# persistente, multi-threaded Verbindungen



## assoziatives pseudonym (7. Aug 2007)

Also, ich möchte mich zuallererst entschuldigen, und zwar für den Fall dass meine Antwort tatsächlich schon beantwortet wurde, in dem Fall bitte möglichst freundlich zur Lösung verweisen, danke.

Problemstellung:

Eine Java-Klasse soll auf einem Server als Daemon unbegrenzt lange laufen, auf eingehende Verbindungen warten, diese in Threads einteilen und somit alle gleichzeitig / entsprechend der Thread-Queue bedienen, bei keinen eingehenden Daten ein Keep-Alive-Signal erwarten und danach X ms schlafen gehen (Thread.currentThread.sleep() ?), beim nächsten Durchlauf wieder auf das Signal warten.

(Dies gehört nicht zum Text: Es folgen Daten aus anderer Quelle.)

// 🗄️ Catalog Store - durable storage for the shared table
// One trait, two backends: a plain-text CSV file (canonical layout) and an
// embedded SQLite database. Every mutation round-trips the whole catalog;
// there are no partial writes.

use crate::catalog::{Catalog, CatalogEntry, Siglum};
use rusqlite::{params, Connection};
use std::fmt;
use std::path::{Path, PathBuf};

/// Persisted column set, in order
pub const COLUMNS: [&str; 3] = ["Job_Code", "Job_Title", "Siglum"];

// ============================================================================
// STORAGE ERROR
// ============================================================================

#[derive(Debug)]
pub enum StorageError {
    /// Persisted data exists but cannot be read. Fatal to startup.
    Unavailable { path: PathBuf, message: String },

    /// Rewriting the persisted table failed. The mutation must not be
    /// considered committed; callers keep their state and may retry.
    WriteFailed { path: PathBuf, message: String },
}

impl StorageError {
    fn unavailable(path: &Path, err: impl fmt::Display) -> Self {
        StorageError::Unavailable {
            path: path.to_path_buf(),
            message: err.to_string(),
        }
    }

    fn write_failed(path: &Path, err: impl fmt::Display) -> Self {
        StorageError::WriteFailed {
            path: path.to_path_buf(),
            message: err.to_string(),
        }
    }
}

impl fmt::Display for StorageError {
    fn fmt(&self, f: &mut fmt::Formatter<'_>) -> fmt::Result {
        match self {
            StorageError::Unavailable { path, message } => {
                write!(f, "Catalog at {} is unavailable: {}", path.display(), message)
            }
            StorageError::WriteFailed { path, message } => {
                write!(f, "Failed to write catalog at {}: {}", path.display(), message)
            }
        }
    }
}

impl std::error::Error for StorageError {}

// ============================================================================
// STORE TRAIT
// ============================================================================

/// `Send` so a workflow can sit behind a shared mutex in the API server.
pub trait CatalogStore: Send {
    /// Read the persisted table. No persisted data yet means an empty
    /// catalog, not an error.
    fn load(&mut self) -> Result<Catalog, StorageError>;

    /// Atomically replace the persisted table with the full in-memory
    /// catalog. On failure nothing is considered committed.
    fn save(&mut self, catalog: &Catalog) -> Result<(), StorageError>;
}

/// Pick a backend from the file extension: `.db` / `.sqlite` / `.sqlite3`
/// opens the SQLite backend, anything else is the CSV file.
pub fn open_store(path: &Path) -> Result<Box<dyn CatalogStore>, StorageError> {
    match path.extension().and_then(|e| e.to_str()) {
        Some("db") | Some("sqlite") | Some("sqlite3") => {
            Ok(Box::new(SqliteStore::open(path)?))
        }
        _ => Ok(Box::new(CsvStore::new(path))),
    }
}

// ============================================================================
// CSV STORE
// ============================================================================

/// Canonical backend: one comma-separated text file with a header row.
pub struct CsvStore {
    path: PathBuf,
}

impl CsvStore {
    pub fn new(path: impl Into<PathBuf>) -> Self {
        CsvStore { path: path.into() }
    }

    pub fn path(&self) -> &Path {
        &self.path
    }
}

impl CatalogStore for CsvStore {
    fn load(&mut self) -> Result<Catalog, StorageError> {
        if !self.path.exists() {
            return Ok(Catalog::new());
        }

        let mut rdr = csv::Reader::from_path(&self.path)
            .map_err(|e| StorageError::unavailable(&self.path, e))?;

        let mut entries = Vec::new();
        for result in rdr.deserialize() {
            let entry: CatalogEntry =
                result.map_err(|e| StorageError::unavailable(&self.path, e))?;

            // Legacy rows with a blank code are skipped, never resurfaced
            if entry.code.trim().is_empty() {
                continue;
            }

            entries.push(entry);
        }

        Ok(Catalog::from_entries(entries))
    }

    fn save(&mut self, catalog: &Catalog) -> Result<(), StorageError> {
        let dir = self.path.parent().filter(|p| !p.as_os_str().is_empty());
        let tmp = tempfile::NamedTempFile::new_in(dir.unwrap_or(Path::new(".")))
            .map_err(|e| StorageError::write_failed(&self.path, e))?;

        {
            let mut wtr = csv::Writer::from_writer(tmp.as_file());

            let mut wrote_any = false;
            for entry in catalog.entries() {
                if entry.code.trim().is_empty() {
                    continue;
                }
                wtr.serialize(entry)
                    .map_err(|e| StorageError::write_failed(&self.path, e))?;
                wrote_any = true;
            }

            // serde only emits the header alongside the first record; an
            // empty catalog still keeps the fixed column set on disk
            if !wrote_any {
                wtr.write_record(COLUMNS)
                    .map_err(|e| StorageError::write_failed(&self.path, e))?;
            }

            wtr.flush()
                .map_err(|e| StorageError::write_failed(&self.path, e))?;
        }

        // Rename over the old table so a crash mid-write never corrupts it
        tmp.persist(&self.path)
            .map_err(|e| StorageError::write_failed(&self.path, e.error))?;

        Ok(())
    }
}

// ============================================================================
// SQLITE STORE
// ============================================================================

/// Database backend for deployments where the catalog lives in a shared
/// dataset service rather than a flat file. Same contract, same column set.
pub struct SqliteStore {
    conn: Connection,
    path: PathBuf,
}

impl SqliteStore {
    pub fn open(path: &Path) -> Result<Self, StorageError> {
        let conn =
            Connection::open(path).map_err(|e| StorageError::unavailable(path, e))?;

        // WAL mode for crash recovery
        conn.pragma_update(None, "journal_mode", "WAL")
            .map_err(|e| StorageError::unavailable(path, e))?;

        conn.execute(
            "CREATE TABLE IF NOT EXISTS job_codes (
                id INTEGER PRIMARY KEY AUTOINCREMENT,
                job_code TEXT NOT NULL,
                job_title TEXT NOT NULL,
                siglum TEXT NOT NULL
            )",
            [],
        )
        .map_err(|e| StorageError::unavailable(path, e))?;

        Ok(SqliteStore {
            conn,
            path: path.to_path_buf(),
        })
    }
}

impl CatalogStore for SqliteStore {
    fn load(&mut self) -> Result<Catalog, StorageError> {
        let mut stmt = self
            .conn
            .prepare("SELECT job_code, job_title, siglum FROM job_codes ORDER BY id")
            .map_err(|e| StorageError::unavailable(&self.path, e))?;

        let rows = stmt
            .query_map([], |row| {
                Ok((
                    row.get::<_, String>(0)?,
                    row.get::<_, String>(1)?,
                    row.get::<_, String>(2)?,
                ))
            })
            .map_err(|e| StorageError::unavailable(&self.path, e))?;

        let mut entries = Vec::new();
        for row in rows {
            let (code, title, siglum) =
                row.map_err(|e| StorageError::unavailable(&self.path, e))?;

            if code.trim().is_empty() {
                continue;
            }

            let siglum: Siglum = siglum
                .parse()
                .map_err(|e| StorageError::unavailable(&self.path, e))?;

            entries.push(CatalogEntry::new(code, title, siglum));
        }

        Ok(Catalog::from_entries(entries))
    }

    fn save(&mut self, catalog: &Catalog) -> Result<(), StorageError> {
        let path = self.path.clone();

        let tx = self
            .conn
            .transaction()
            .map_err(|e| StorageError::write_failed(&path, e))?;

        tx.execute("DELETE FROM job_codes", [])
            .map_err(|e| StorageError::write_failed(&path, e))?;

        {
            let mut stmt = tx
                .prepare(
                    "INSERT INTO job_codes (job_code, job_title, siglum)
                     VALUES (?1, ?2, ?3)",
                )
                .map_err(|e| StorageError::write_failed(&path, e))?;

            for entry in catalog.entries() {
                if entry.code.trim().is_empty() {
                    continue;
                }
                stmt.execute(params![entry.code, entry.title, entry.siglum.as_str()])
                    .map_err(|e| StorageError::write_failed(&path, e))?;
            }
        }

        tx.commit()
            .map_err(|e| StorageError::write_failed(&path, e))?;

        Ok(())
    }
}

// ============================================================================
// TESTS
// ============================================================================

Der Daemon (ich nenne es einfach mal so, bezeichnet ab jetzt diese Klasse) soll auf keinen Fall die Sockets beenden, sondern einfach so lange offenhalten wie Keep-Alive-Signale eingehen

Bisher erreicht:

Daemon hört auf eingehende Verbindungen und wartet auf ein Keep-Alive-Signal, schläft dann und erwartet selbiges erneut, ABER: ich kann selbst mit Anleitungen von Universitäten nicht erreichen, dass mehrere Verbindungen bedient werden. Im Howto stand, es würde über diesen Weg möglich sein, alle clients zu bedienen und für jeden einen seperaten Thread zu eröffnen. Dem ist aber *nicht* so! Immer wenn ich Thread.currentThread.getId() ausgeben lasse, dann erscheint jedesmal die ID (oder der Name, auch bereits getestet) der *allerersten* Verbindung, neue Verbindungen werden auf der Clientseite anscheinend akzeptiert (keine Fehlermeldungen), aber auf der Serverseite passiert *nichts*. Bin ich einfach zu blöd, oder schafft es nedmal eine Uni, mehrere Verbindungen zu behandeln??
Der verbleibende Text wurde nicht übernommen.